At least he admits that most or all interventions are no or not significantly better than a placebo.

Time to close up shop and retrain as a faith based healer.

witch_doctor.gif
 

alex3619

Senior Member
Messages
13,810
Location
Logan, Queensland, Australia
At least he admits that most or all interventions are no or not significantly better than a placebo.

Time to close up shop and retrain as a faith based healer.

Their diagnoses and treatments are already based on faith. Its not like most of it is a science. Some of it is scientific, and some of it uses science, but all psych diagnoses are invented categories, invented syndromes, and outcome determination is often weak. Psychiatry can do much better than it has been doing. Much much better. I do think its going to take a paradigm shift though. The current paradigms are broken, and have been failing for way over a century.
 

A.B.

Senior Member
Messages
3,780
If you have a treatment that works, there is no reason to be afraid of conducting studies that can conclusively prove it and dispel any doubts.

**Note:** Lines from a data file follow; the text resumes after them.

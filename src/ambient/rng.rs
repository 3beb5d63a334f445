//! Platform secure-random primitive

use crate::crypto::DbgError;
use rand::rngs::OsRng;
use rand::{CryptoRng, RngCore};

/// Fill `dest` with secure random bytes.
///
/// Served by the active override's generator if one is installed,
/// otherwise by the operating system.
pub fn fill_random(dest: &mut [u8]) -> Result<(), DbgError> {
    match super::draw(dest) {
        Some(result) => result,
        None => {
            OsRng.fill_bytes(dest);
            Ok(())
        }
    }
}

/// Secure random bytes of length `len`
pub fn random_bytes(len: usize) -> Result<Vec<u8>, DbgError> {
    let mut bytes = vec![0u8; len];
    fill_random(&mut bytes)?;
    Ok(bytes)
}

/// `RngCore` handle over [`fill_random`], for code that expects an RNG.
///
/// `fill_bytes` panics when the deterministic buffer runs out; the fault
/// is recorded on the override before that, so callers can still tell
/// exhaustion apart from other failures.
#[derive(Debug, Clone, Copy, Default)]
pub struct AmbientRng;

impl RngCore for AmbientRng {
    fn next_u32(&mut self) -> u32 {
        let mut bytes = [0u8; 4];
        self.fill_bytes(&mut bytes);
        u32::from_le_bytes(bytes)
    }

    fn next_u64(&mut self) -> u64 {
        let mut bytes = [0u8; 8];
        self.fill_bytes(&mut bytes);
        u64::from_le_bytes(bytes)
    }

    fn fill_bytes(&mut self, dest: &mut [u8]) {
        if let Err(e) = fill_random(dest) {
            panic!("ambient random source failed: {}", e);
        }
    }

    fn try_fill_bytes(&mut self, dest: &mut [u8]) -> Result<(), rand::Error> {
        fill_random(dest).map_err(rand::Error::new)
    }
}

impl CryptoRng for AmbientRng {}
//! Ambient Source Override
//!
//! Process-wide redirection of the secure-random and wall-clock primitives.
//! While an override is active, [`rng::fill_random`] is served from the
//! installed [`DeterministicByteGenerator`] and [`clock::now`] returns a fixed
//! timestamp. When inactive both fall through to the real platform sources.
//!
//! This is global mutable state. It exists only because the key engine
//! reads randomness and time ambiently instead of taking them as arguments,
//! so keep its use confined to one generation at a time: hold the
//! [`lock_gate`] guard for the whole window.

pub mod clock;
pub mod rng;

pub use rng::AmbientRng;

use crate::crypto::{DbgError, DeterministicByteGenerator};
use once_cell::sync::Lazy;
use parking_lot::Mutex;
use std::sync::atomic::{AtomicU64, Ordering};
use std::sync::Arc;
use thiserror::Error;
use tokio::sync::OwnedMutexGuard;

#[derive(Error, Debug, Clone, PartialEq, Eq)]
pub enum OverrideError {
    #[error("An ambient override is already active (activation #{0})")]
    AlreadyActive(u64),
}

/// State installed for one generation window
struct ActiveOverride {
    id: u64,
    dbg: DeterministicByteGenerator,
    fixed_timestamp: u64,
    fault: Option<DbgError>,
}

static AMBIENT: Lazy<Mutex<Option<ActiveOverride>>> = Lazy::new(|| Mutex::new(None));
static NEXT_ID: AtomicU64 = AtomicU64::new(1);
static GATE: Lazy<Arc<tokio::sync::Mutex<()>>> = Lazy::new(|| Arc::new(tokio::sync::Mutex::new(())));

/// What happened during an override window
#[derive(Debug, Clone, PartialEq, Eq)]
pub struct OverrideReport {
    /// Bytes drawn from the generator
    pub bytes_consumed: usize,

    /// Bytes left unused
    pub bytes_remaining: usize,

    /// First exhaustion fault hit while active, if any
    pub fault: Option<DbgError>,
}

/// Serializes every piece of code that activates an override (or needs
/// to observe the real sources). Async callers await it.
pub async fn lock_gate() -> OwnedMutexGuard<()> {
    GATE.clone().lock_owned().await
}

/// Blocking variant of [`lock_gate`]. Must not be called from async context.
pub fn blocking_lock_gate() -> OwnedMutexGuard<()> {
    GATE.clone().blocking_lock_owned()
}

/// Install `dbg` as the ambient random source and freeze the clock at
/// `fixed_timestamp` (Unix seconds). The override ends when the returned
/// guard is released or dropped.
pub fn activate(dbg: DeterministicByteGenerator, fixed_timestamp: u64) -> Result<OverrideGuard, OverrideError> {
    let mut state = AMBIENT.lock();
    if let Some(active) = state.as_ref() {
        return Err(OverrideError::AlreadyActive(active.id));
    }

    let id = NEXT_ID.fetch_add(1, Ordering::Relaxed);
    tracing::debug!(
        "Ambient override #{} active: {} bytes buffered, clock fixed at {}",
        id,
        dbg.remaining(),
        fixed_timestamp
    );

    *state = Some(ActiveOverride {
        id,
        dbg,
        fixed_timestamp,
        fault: None,
    });

    Ok(OverrideGuard { id, released: false })
}

/// Remove whatever override is installed. Idempotent.
pub fn deactivate() -> Option<OverrideReport> {
    let taken = AMBIENT.lock().take();
    taken.map(finish)
}

/// Whether an override is currently installed
pub fn is_active() -> bool {
    AMBIENT.lock().is_some()
}

/// Remove the override only if it is activation `id`. A guard or caller
/// holding a finished activation never touches a newer one.
pub fn deactivate_id(id: u64) -> Option<OverrideReport> {
    let taken = {
        let mut state = AMBIENT.lock();
        if state.as_ref().is_some_and(|active| active.id == id) {
            state.take()
        } else {
            None
        }
    };
    taken.map(finish)
}

fn finish(active: ActiveOverride) -> OverrideReport {
    let report = OverrideReport {
        bytes_consumed: active.dbg.consumed(),
        bytes_remaining: active.dbg.remaining(),
        fault: active.fault,
    };
    tracing::debug!(
        "Ambient override #{} released: {} bytes consumed",
        active.id,
        report.bytes_consumed
    );
    report
}

/// Draw from the active generator, `None` when no override is installed.
/// Exhaustion is recorded on the override and every later draw fails too.
fn draw(dest: &mut [u8]) -> Option<Result<(), DbgError>> {
    let mut state = AMBIENT.lock();
    let active = state.as_mut()?;

    if let Some(fault) = &active.fault {
        return Some(Err(fault.clone()));
    }

    let result = active.dbg.fill(dest);
    if let Err(e) = &result {
        tracing::warn!("Ambient override #{} exhausted: {}", active.id, e);
        active.fault = Some(e.clone());
    }
    Some(result)
}

fn fixed_timestamp() -> Option<u64> {
    AMBIENT.lock().as_ref().map(|active| active.fixed_timestamp)
}

/// Scoped ownership of one activation
#[derive(Debug)]
#[must_use = "the override ends as soon as the guard is dropped"]
pub struct OverrideGuard {
    id: u64,
    released: bool,
}

impl OverrideGuard {
    /// Activation number, unique per process
    pub fn id(&self) -> u64 {
        self.id
    }

    /// End the override now and collect its report
    pub fn release(mut self) -> Option<OverrideReport> {
        self.released = true;
        deactivate_id(self.id)
    }
}

impl Drop for OverrideGuard {
    fn drop(&mut self) {
        if !self.released {
            deactivate_id(self.id);
        }
    }
}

The implication is that CBT, GET, antidepressants, ECT, psychanalysis, etc. are probably worthless for most if not all problems they're being promoted for, and that the psychs know this and therefore avoid looking too closely.
 

jstefl

Senior Member
Messages
250
Location
Brookfield, Wisconsin
If exercise could cure me, I would be cured.

I spent years doing my best to exercise my way back to health. I used to walk four times a day, anywhere from 3/4 to 1-1/4 miles at a time. I was walking at least three miles a day for over 12 years. I never got to the point where I could keep up with my wife, who at the time wasn't exercising at all.

I was never able to increase my stamina to any measurable degree. I can't say that it made me worse keeping up that schedule, but it never made me any stronger either. Of course, if I pushed too hard the result was always PEM.

I spent some time with several mental health types with absolutely no progress what so ever. I am firmly convinced that it is all about the money for them. If they could fix me, the money would stop, so where is the incentive? It is my opinion that the vast majority of these people are just parasites, raising the cost of health insurance for everybody.

That sounds pretty harsh, but it is my firmly held belief.